## Brief:
Only one number is wanted here: how many lines of the data hold "packet".

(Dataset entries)
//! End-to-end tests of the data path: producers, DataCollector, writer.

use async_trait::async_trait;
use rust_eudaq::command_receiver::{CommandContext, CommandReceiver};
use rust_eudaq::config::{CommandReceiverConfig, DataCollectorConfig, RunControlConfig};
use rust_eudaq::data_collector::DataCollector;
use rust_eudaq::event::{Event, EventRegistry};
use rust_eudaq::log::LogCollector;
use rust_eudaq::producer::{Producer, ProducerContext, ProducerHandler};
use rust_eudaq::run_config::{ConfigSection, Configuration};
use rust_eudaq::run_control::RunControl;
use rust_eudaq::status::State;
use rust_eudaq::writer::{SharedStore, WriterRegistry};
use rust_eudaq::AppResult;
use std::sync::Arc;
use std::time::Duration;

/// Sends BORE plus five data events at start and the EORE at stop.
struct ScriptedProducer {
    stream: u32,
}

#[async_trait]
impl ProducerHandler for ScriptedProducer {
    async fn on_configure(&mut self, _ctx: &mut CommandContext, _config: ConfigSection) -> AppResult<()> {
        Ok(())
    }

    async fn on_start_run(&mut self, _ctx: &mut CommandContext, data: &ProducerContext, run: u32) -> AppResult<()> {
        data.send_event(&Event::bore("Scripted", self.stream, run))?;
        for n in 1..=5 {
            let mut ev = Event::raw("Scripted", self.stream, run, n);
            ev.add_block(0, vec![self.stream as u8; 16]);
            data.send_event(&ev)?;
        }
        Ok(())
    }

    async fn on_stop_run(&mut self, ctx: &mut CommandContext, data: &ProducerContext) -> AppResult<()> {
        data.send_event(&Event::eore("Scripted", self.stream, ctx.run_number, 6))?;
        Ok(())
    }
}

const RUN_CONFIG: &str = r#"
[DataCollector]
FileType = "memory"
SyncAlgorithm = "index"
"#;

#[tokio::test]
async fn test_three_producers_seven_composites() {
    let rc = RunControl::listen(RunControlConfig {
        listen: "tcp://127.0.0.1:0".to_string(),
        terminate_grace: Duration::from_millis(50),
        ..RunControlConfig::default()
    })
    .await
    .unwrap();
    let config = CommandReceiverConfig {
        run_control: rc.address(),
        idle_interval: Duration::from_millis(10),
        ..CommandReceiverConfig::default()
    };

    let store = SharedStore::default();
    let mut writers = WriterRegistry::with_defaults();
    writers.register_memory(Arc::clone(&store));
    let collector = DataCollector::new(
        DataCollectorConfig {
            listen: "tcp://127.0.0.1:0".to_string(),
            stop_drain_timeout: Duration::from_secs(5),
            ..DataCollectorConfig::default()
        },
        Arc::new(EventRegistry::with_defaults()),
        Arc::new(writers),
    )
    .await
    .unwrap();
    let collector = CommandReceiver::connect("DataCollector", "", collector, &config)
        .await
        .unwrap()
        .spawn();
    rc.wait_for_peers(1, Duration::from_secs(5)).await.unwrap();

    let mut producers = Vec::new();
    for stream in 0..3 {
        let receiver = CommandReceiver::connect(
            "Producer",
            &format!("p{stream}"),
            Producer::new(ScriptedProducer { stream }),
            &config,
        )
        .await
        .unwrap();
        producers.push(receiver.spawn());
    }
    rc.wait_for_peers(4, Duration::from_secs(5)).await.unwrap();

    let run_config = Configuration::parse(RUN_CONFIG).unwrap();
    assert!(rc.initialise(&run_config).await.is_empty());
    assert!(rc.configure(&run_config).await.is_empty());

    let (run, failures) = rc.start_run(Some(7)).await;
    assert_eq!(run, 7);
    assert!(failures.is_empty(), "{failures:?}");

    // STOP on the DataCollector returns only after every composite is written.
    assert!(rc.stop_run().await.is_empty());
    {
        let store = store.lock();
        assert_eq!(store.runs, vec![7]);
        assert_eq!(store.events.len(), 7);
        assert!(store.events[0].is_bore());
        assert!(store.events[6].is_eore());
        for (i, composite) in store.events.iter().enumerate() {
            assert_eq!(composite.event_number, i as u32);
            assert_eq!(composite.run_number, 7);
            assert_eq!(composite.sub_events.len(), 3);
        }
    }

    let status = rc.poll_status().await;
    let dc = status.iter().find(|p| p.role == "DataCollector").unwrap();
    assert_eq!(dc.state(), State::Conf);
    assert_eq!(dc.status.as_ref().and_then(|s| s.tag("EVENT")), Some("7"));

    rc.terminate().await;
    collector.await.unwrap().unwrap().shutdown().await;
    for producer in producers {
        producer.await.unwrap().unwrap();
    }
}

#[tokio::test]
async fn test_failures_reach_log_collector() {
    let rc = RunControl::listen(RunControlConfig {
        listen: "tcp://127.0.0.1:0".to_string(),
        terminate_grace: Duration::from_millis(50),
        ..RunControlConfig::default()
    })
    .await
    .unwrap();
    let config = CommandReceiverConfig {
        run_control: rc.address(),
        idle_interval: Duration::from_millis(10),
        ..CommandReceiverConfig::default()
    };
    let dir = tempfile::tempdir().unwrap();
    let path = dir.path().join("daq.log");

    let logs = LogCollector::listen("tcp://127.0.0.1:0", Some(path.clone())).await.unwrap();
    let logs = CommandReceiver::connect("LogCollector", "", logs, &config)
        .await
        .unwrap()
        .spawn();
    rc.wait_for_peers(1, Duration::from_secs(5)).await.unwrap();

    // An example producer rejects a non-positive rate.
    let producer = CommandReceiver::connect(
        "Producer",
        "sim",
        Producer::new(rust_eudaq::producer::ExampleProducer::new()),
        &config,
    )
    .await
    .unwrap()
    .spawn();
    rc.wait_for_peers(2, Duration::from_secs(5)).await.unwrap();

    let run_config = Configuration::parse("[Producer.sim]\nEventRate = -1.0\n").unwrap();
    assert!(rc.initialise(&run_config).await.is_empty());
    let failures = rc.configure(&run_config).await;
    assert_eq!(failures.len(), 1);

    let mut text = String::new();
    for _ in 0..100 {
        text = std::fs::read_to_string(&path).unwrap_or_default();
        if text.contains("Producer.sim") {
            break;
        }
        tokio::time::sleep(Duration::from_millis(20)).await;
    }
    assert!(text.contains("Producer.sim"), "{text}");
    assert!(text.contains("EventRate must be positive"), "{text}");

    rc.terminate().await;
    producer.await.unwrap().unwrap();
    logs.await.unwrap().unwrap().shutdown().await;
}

==

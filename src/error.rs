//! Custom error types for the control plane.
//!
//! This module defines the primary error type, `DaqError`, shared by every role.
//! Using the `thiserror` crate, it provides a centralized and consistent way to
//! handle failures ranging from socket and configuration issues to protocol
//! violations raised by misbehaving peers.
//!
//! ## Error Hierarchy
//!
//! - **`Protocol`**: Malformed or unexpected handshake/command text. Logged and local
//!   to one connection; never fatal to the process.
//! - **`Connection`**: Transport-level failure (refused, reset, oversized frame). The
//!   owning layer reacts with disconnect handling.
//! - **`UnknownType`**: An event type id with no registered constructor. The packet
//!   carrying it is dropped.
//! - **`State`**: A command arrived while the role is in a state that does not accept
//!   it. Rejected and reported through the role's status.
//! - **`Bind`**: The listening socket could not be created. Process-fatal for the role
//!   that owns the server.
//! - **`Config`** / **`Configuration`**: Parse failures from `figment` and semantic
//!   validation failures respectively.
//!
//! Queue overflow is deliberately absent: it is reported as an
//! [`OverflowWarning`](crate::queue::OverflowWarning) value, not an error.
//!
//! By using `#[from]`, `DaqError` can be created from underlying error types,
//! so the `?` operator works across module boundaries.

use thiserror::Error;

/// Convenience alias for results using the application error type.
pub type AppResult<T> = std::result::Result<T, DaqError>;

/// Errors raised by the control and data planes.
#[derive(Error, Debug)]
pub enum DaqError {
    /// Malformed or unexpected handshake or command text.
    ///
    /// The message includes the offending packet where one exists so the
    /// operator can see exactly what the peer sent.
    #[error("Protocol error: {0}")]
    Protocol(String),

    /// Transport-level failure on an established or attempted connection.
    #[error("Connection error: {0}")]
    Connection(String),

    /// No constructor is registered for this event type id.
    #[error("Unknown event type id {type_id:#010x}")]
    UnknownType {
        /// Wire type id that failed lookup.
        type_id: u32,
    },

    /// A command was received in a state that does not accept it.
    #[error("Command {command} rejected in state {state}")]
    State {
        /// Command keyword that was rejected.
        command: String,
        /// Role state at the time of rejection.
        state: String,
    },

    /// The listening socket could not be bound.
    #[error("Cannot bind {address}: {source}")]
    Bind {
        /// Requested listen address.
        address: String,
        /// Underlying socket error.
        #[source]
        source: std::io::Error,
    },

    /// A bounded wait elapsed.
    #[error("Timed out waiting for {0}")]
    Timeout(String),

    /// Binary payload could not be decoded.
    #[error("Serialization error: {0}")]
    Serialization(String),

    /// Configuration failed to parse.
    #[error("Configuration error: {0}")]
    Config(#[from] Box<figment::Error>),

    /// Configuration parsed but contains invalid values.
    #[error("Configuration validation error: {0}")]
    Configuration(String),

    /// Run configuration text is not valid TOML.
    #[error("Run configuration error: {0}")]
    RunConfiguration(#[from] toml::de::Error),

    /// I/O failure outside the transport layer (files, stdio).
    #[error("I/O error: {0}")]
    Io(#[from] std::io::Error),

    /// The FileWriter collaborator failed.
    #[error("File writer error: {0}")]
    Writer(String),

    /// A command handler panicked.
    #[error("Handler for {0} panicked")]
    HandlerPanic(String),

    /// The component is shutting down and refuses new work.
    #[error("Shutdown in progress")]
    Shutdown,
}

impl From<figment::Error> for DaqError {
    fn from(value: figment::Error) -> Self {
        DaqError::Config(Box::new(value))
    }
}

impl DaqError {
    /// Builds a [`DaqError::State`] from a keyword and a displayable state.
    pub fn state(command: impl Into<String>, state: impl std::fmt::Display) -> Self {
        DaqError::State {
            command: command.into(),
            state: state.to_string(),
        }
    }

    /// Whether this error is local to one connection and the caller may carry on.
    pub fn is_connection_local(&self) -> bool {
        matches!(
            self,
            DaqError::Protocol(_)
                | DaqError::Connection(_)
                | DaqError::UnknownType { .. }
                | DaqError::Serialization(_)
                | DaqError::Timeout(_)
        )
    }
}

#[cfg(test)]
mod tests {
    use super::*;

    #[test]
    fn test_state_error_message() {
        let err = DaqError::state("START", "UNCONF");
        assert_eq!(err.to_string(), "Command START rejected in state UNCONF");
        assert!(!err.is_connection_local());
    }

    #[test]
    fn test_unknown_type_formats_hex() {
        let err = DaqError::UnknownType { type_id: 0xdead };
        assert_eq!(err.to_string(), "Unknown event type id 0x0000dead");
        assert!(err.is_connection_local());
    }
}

## Solution to the problem:
2